Stored data:

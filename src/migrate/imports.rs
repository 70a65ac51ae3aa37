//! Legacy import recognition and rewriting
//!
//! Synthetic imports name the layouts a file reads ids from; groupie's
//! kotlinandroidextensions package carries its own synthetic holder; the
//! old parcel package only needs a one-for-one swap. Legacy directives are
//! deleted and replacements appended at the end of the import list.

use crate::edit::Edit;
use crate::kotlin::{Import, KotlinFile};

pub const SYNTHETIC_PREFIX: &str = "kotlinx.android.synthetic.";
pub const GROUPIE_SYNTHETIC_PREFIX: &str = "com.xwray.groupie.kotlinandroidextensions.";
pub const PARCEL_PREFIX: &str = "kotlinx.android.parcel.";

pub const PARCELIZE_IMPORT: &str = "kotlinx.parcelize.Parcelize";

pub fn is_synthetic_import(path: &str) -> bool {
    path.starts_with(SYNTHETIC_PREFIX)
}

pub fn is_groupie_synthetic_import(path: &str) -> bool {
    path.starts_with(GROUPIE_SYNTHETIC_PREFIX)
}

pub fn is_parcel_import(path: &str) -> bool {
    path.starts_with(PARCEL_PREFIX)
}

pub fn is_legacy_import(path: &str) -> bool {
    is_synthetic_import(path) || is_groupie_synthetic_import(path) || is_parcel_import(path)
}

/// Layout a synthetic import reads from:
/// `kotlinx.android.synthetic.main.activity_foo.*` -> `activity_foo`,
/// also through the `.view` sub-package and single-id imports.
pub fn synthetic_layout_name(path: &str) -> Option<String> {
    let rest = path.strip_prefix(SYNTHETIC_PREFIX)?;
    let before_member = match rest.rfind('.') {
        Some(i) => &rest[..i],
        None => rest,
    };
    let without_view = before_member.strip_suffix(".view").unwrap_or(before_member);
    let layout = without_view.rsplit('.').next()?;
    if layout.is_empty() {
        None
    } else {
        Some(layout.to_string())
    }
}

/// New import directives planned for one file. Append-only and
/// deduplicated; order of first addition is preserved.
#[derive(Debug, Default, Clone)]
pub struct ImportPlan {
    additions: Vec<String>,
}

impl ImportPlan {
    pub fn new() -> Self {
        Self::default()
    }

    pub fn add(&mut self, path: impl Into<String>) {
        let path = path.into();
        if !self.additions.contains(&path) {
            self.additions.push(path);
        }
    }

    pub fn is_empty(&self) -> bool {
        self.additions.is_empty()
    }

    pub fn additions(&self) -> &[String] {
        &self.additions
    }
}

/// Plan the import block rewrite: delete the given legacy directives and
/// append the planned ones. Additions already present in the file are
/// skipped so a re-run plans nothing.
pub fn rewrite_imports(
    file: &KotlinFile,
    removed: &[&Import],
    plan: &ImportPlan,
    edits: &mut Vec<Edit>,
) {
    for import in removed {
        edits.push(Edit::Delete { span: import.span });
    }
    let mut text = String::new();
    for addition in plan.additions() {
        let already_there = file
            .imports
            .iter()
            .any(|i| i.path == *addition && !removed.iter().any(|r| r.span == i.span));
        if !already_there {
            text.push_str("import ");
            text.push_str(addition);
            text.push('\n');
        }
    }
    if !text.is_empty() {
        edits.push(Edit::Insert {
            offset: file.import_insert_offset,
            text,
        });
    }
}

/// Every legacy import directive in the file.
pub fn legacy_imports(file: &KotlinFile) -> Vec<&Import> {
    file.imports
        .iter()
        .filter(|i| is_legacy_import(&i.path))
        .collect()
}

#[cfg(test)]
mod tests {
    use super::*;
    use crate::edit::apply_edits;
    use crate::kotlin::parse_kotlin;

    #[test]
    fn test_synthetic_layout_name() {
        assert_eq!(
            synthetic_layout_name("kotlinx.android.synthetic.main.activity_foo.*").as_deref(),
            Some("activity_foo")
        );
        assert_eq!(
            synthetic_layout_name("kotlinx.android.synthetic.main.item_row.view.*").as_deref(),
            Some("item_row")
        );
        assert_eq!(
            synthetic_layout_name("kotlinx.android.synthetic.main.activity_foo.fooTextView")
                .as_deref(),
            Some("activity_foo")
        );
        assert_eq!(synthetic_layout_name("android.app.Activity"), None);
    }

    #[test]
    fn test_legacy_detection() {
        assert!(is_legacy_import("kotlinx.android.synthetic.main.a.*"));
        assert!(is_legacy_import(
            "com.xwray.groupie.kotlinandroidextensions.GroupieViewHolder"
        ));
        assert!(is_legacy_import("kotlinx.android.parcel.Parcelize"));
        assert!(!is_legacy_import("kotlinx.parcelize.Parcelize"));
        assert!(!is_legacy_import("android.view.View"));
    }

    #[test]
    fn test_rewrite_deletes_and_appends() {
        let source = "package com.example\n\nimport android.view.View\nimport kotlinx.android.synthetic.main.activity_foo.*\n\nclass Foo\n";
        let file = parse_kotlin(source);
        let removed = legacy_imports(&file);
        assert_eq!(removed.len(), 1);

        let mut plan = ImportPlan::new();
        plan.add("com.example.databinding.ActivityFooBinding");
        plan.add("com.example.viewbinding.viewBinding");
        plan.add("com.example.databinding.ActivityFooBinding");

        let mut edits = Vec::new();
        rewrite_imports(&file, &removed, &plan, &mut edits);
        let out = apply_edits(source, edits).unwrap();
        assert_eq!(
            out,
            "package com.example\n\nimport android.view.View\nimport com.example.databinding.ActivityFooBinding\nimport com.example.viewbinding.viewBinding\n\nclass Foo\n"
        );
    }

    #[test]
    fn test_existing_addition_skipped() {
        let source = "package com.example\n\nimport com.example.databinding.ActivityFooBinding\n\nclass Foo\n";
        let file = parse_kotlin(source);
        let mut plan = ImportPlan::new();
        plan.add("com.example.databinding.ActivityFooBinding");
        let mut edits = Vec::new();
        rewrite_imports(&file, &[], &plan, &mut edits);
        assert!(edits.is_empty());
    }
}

*What to produce*.
Read through the entries and copy every line that includes "reads".

*Solution to the problem*.
//! Synthetic imports name the layouts a file reads ids from; groupie's
/// Layout a synthetic import reads from:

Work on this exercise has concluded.